Dragons show up everywhere in traditional Chinese culture. There are dragon robes and dragon boats; fengshui practitioners tell of dragons that nestle in the earth and influence the flow of energy. The Mandarin term for “lobster” is longxia (“dragon shrimp”), while “dinosaur” translates as konglong, “fearsome dragon.”

There’s nothing old-fashioned about the Chinese world’s latest dragon, though. Dramatic, beautiful, and innovative, this new dragon-shaped sports stadium in the southern Taiwanese city of Kaohsiung is the largest in Asia to be powered solely by sunlight.


When it comes to solar power projects, Kaohsiung is an excellent location.

The city receives an average of 5.6 hours of sunlight per day, which means that the 8,844 solar panels can not only light up the 50,000-seat structure during sporting events, but their power can be channeled to the surrounding area when the stadium’s unoccupied.

Electrical power is not the structure’s only “green” feature.

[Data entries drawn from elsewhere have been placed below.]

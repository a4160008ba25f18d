//! Expansion of 2D masks into whole-column 3D masks.

use ndarray::Axis;

use super::{SEGMENTATION_MASK_NAME, ensure_same_shape};
use crate::cube::Cube;
use crate::error::Result;
use crate::labels::Label;

/// Turn a 2D segmentation mask into a mask of whole vertical columns.
///
/// `template` provides the output shape and metadata; its vertical axis is
/// found through the `z_coord` coordinate. `mask_2d` must have the template's
/// shape with the vertical axis removed and is copied onto every level. The
/// result is named `segmentation_mask`.
pub fn column_mask_from_2d<T>(
    mask_2d: &Cube<Label>,
    template: &Cube<T>,
    z_coord: &str,
) -> Result<Cube<Label>> {
    let z_axis = template.axis_of(z_coord)?;
    let mut horizontal_shape = template.shape().to_vec();
    let levels = horizontal_shape.remove(z_axis);
    ensure_same_shape(&horizontal_shape, mask_2d.shape())?;

    let mut data = ndarray::ArrayD::<Label>::zeros(template.shape());
    for mut level in data.axis_iter_mut(Axis(z_axis)) {
        level.assign(mask_2d.data());
    }
    log::debug!(
        "column_mask_from_2d: expanded {:?} mask over {} levels of '{}'",
        mask_2d.shape(),
        levels,
        z_coord
    );

    let mut mask_3d = template.with_data(data);
    mask_3d.clear_mask();
    mask_3d.rename(SEGMENTATION_MASK_NAME);
    Ok(mask_3d)
}

#[cfg(test)]
mod tests {
    use super::*;
    use crate::cube::{Coord, DEFAULT_VERTICAL_COORD};
    use crate::error::Error;
    use ndarray::{Array3, array};

    fn template() -> Cube<f64> {
        Cube::new("w", Array3::<f64>::zeros((2, 3, 4)).into_dyn())
            .with_units("m s-1")
            .with_coord(Coord::from_vec(DEFAULT_VERTICAL_COORD, vec![1.0, 2.0, 3.0], 1))
            .unwrap()
    }

    #[test]
    fn test_mask_fills_every_level() {
        let mask_2d = Cube::new(
            "mask",
            array![[0, 1, 1, 0], [0, 0, 2, 0]].into_dyn(),
        );
        let mask_3d = column_mask_from_2d(&mask_2d, &template(), DEFAULT_VERTICAL_COORD).unwrap();

        assert_eq!(mask_3d.name(), SEGMENTATION_MASK_NAME);
        assert_eq!(mask_3d.shape(), &[2, 3, 4]);
        for level in 0..3 {
            assert_eq!(mask_3d.data()[[0, level, 1]], 1);
            assert_eq!(mask_3d.data()[[1, level, 2]], 2);
            assert_eq!(mask_3d.data()[[1, level, 0]], 0);
        }
        assert!(mask_3d.has_coord(DEFAULT_VERTICAL_COORD));
    }

    #[test]
    fn test_wrong_horizontal_shape() {
        let mask_2d = Cube::new("mask", array![[0, 1, 1], [0, 0, 2]].into_dyn());
        assert!(matches!(
            column_mask_from_2d(&mask_2d, &template(), DEFAULT_VERTICAL_COORD),
            Err(Error::ShapeMismatch { .. })
        ));
    }
}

Japanese architect Toyo Ito also incorporated permeable pavement, recycled materials, and strategic alignment to take advantage of wind and shade.

Fengshui principles came into play too, to help ensure that this gigantic dragon would function in beneficial ways.

Not surprisingly, such a beast is costly to feed. The stadium’s pioneering features called for more than the usual amount of testing and research, resulting in a price tag of $150 million.

Once it starts generating power, however, this imposing new dragon will begin earning that money back—and all without moving a muscle.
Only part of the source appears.